After creation the UniCARD database can be used for the annotation of ARGs in protein sequences of isolate or metagenomic genomes with DIAMOND following these steps:
-
Make DIAMOND database for UniCARD fasta file (More details in DIAMONDs documentation):
diamond makedb --in /path/to/uniCARD.fasta.gz -d /path/to/diamond/uniCARD -
Run DIAMOND in blastp mode (More details in DIAMONDs documentation):
Please make sure that the output folder already exists.

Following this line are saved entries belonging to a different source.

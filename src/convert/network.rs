//! Network conversion
//!
//! Two read views exist. [`network_from_grpc`] produces the swarm view
//! with version, both timestamps and the spec as submitted.
//! [`basic_network_from_grpc`] produces the flat view served by the
//! plain network inspect endpoint, built from the allocated state.
//!
//! Missing IPAM blocks and driver state become empty values rather than
//! `None`, so API consumers never see `null` where a list or map belongs.

use super::meta::{
    annotations_from_grpc, annotations_to_grpc, driver_from_grpc, driver_to_grpc, meta_from_grpc,
};
use crate::error::Result;
use crate::types::{
    ConfigReference, Ipam, IpamConfig, IpamOptions, IpamPoolConfig, Network,
    NetworkAttachment, NetworkCreateRequest, NetworkResource, NetworkScope, NetworkSpec,
};
use crate::wire;
use tracing::trace;

/// IPAM driver used when a request leaves the driver name empty
pub const DEFAULT_IPAM_DRIVER: &str = "default";

/// Label older managers put on the ingress network
const LEGACY_INGRESS_LABEL: &str = "com.docker.swarm.internal";
const LEGACY_INGRESS_NAME: &str = "ingress";

/// Check if a wire network is the routing-mesh ingress network
pub fn is_ingress_network(network: &wire::Network) -> bool {
    if network.spec.ingress {
        return true;
    }

    // Networks created before the ingress flag existed are recognized by name and label
    network.spec.annotations.name == LEGACY_INGRESS_NAME
        && network
            .spec
            .annotations
            .labels
            .contains_key(LEGACY_INGRESS_LABEL)
}

/// Convert a wire network to the swarm network view
pub fn network_from_grpc(network: &wire::Network) -> Result<Network> {
    trace!(id = %network.id, "converting network");

    let spec = &network.spec;

    Ok(Network {
        id: network.id.clone(),
        meta: meta_from_grpc(&network.meta)?,
        spec: NetworkSpec {
            annotations: annotations_from_grpc(&spec.annotations),
            driver_configuration: spec.driver_config.as_ref().map(driver_from_grpc),
            ipv6_enabled: spec.ipv6_enabled,
            internal: spec.internal,
            attachable: spec.attachable,
            ingress: is_ingress_network(network),
            ipam_options: ipam_from_grpc(spec.ipam.as_ref()),
            config_from: spec.config_from_network().map(|name| ConfigReference {
                network: name.to_string(),
            }),
            scope: NetworkScope::Swarm,
        },
        driver_state: network
            .driver_state
            .as_ref()
            .map(driver_from_grpc)
            .unwrap_or_default(),
        ipam_options: ipam_from_grpc(network.ipam.as_ref()),
    })
}

/// Convert a wire network to the plain inspect view
pub fn basic_network_from_grpc(network: &wire::Network) -> Result<NetworkResource> {
    trace!(id = %network.id, "converting basic network");

    let meta = meta_from_grpc(&network.meta)?;
    let spec = &network.spec;
    let driver_state = network.driver_state.clone().unwrap_or_default();

    Ok(NetworkResource {
        name: spec.annotations.name.clone(),
        id: network.id.clone(),
        created: meta.created_at,
        scope: NetworkScope::Swarm,
        driver: driver_state.name,
        enable_ipv6: spec.ipv6_enabled,
        ipam: basic_ipam_from_grpc(network.ipam.as_ref()),
        internal: spec.internal,
        attachable: spec.attachable,
        ingress: is_ingress_network(network),
        config_from: ConfigReference {
            network: spec.config_from_network().unwrap_or_default().to_string(),
        },
        options: driver_state.options,
        labels: spec.annotations.labels.clone(),
    })
}

/// Convert a network attached to a task
pub fn network_attachment_from_grpc(
    attachment: &wire::NetworkAttachment,
) -> Result<NetworkAttachment> {
    let network = match &attachment.network {
        Some(network) => network_from_grpc(network)?,
        None => Network::default(),
    };

    Ok(NetworkAttachment {
        network,
        addresses: attachment.addresses.clone(),
    })
}

fn ipam_from_grpc(ipam: Option<&wire::IpamOptions>) -> IpamOptions {
    let Some(ipam) = ipam else {
        return IpamOptions::default();
    };

    IpamOptions {
        driver: ipam
            .driver
            .as_ref()
            .map(driver_from_grpc)
            .unwrap_or_default(),
        configs: ipam
            .configs
            .iter()
            .map(|config| IpamPoolConfig {
                subnet: config.subnet.clone(),
                range: config.range.clone(),
                gateway: config.gateway.clone(),
            })
            .collect(),
    }
}

fn basic_ipam_from_grpc(ipam: Option<&wire::IpamOptions>) -> Ipam {
    let Some(ipam) = ipam else {
        return Ipam::default();
    };

    let driver = ipam.driver.clone().unwrap_or_default();

    Ipam {
        driver: driver.name,
        options: driver.options,
        config: ipam
            .configs
            .iter()
            .map(|config| IpamConfig {
                subnet: config.subnet.clone(),
                ip_range: config.range.clone(),
                gateway: config.gateway.clone(),
                aux_address: config.reserved.clone(),
            })
            .collect(),
    }
}

/// Convert a network create request to a wire network spec
///
/// The requested scope is ignored: networks created through the manager
/// are always swarm scoped.
pub fn basic_network_create_to_grpc(create: &NetworkCreateRequest) -> wire::NetworkSpec {
    let ipam = create.ipam.as_ref().map(|ipam| wire::IpamOptions {
        driver: Some(wire::Driver {
            name: ipam_driver_name(&ipam.driver),
            options: ipam.options.clone(),
        }),
        configs: ipam
            .config
            .iter()
            .map(|config| wire::network::IpamConfig {
                subnet: config.subnet.clone(),
                range: config.ip_range.clone(),
                gateway: config.gateway.clone(),
                ..Default::default()
            })
            .collect(),
    });

    wire::NetworkSpec {
        annotations: wire::Annotations {
            name: create.name.clone(),
            labels: create.labels.clone(),
        },
        driver_config: Some(wire::Driver {
            name: create.driver.clone(),
            options: create.options.clone(),
        }),
        ipv6_enabled: create.enable_ipv6,
        internal: create.internal,
        ipam,
        attachable: create.attachable,
        ingress: create.ingress,
        config_from: create
            .config_from
            .as_ref()
            .map(|from| wire::NetworkConfigFrom::Network(from.network.clone())),
    }
}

diamond blastp -q /path/to/genome/proteins.faa.gz -d /path/to/diamond/uniCARD.dmnd -o /path/to/output.tsv -
Run UniCARDs filtering script for final list of ARGs:
python uniCARD_filtering.py --infile /path/to/diamond/output.tsv --card_hierarchy /path/to/CARD_hierarchy_v{card_version}.json --outfile /path/to/output/file.csv
| Argument | Description | Required |
|---|---|---|
--infile |
Path to UniCARD DIAMOND output tsv (can be .gz) |
✅ |
--card_hierarchy |
Path to CARDs hierarchy json file | ✅ |
--outfile |
Output csv file to store final list of ARGs | ✅ |
--filter_window |
Percent window used for filtering, default 1% | ❌ (default: 0.01) |
The resulting csv file of your ARG identification contains the following 16 fields (12 from standard DIAMOND output):
query,target,ARO_ID,%identity,length,#mismatches,#gaps,query_start,query_end,target_start,target_end,evalue,bitscore,classes,antibiotics,ARO_name
Additional information from CARD's hierarchy:
-
ARO_ID: ARO accession as CARD identifier
-
classes: semicolon-separated list of all associated antibiotic drug classes, e.g.:
aminocoumarin antibiotic; aminoglycoside antibiotic -
antibiotics: semicolon-separated list of associated antibiotics, e.g.:
amikacin; gentamicin; neomycin -
ARO_name: ARO name of ARG
-
Download CARD database (https://card.mcmaster.ca/download)
wget https://card.mcmaster.ca/latest/data tar -xvf data ./card.json
-
Download the
uniref90.fasta.gzfrom UniProt:wget ftp://ftp.uniprot.org/pub/databases/uniprot/uniref/uniref90/uniref90.fasta.gz
This project is licensed under the BSD 2-Clause License
Pull requests and feature suggestions are very welcome! Feel free to fork and submit improvements.
A paper is on it's way! If you use UniCARD in your work, don't forget to give credits to the authors by citing the URL of this repository.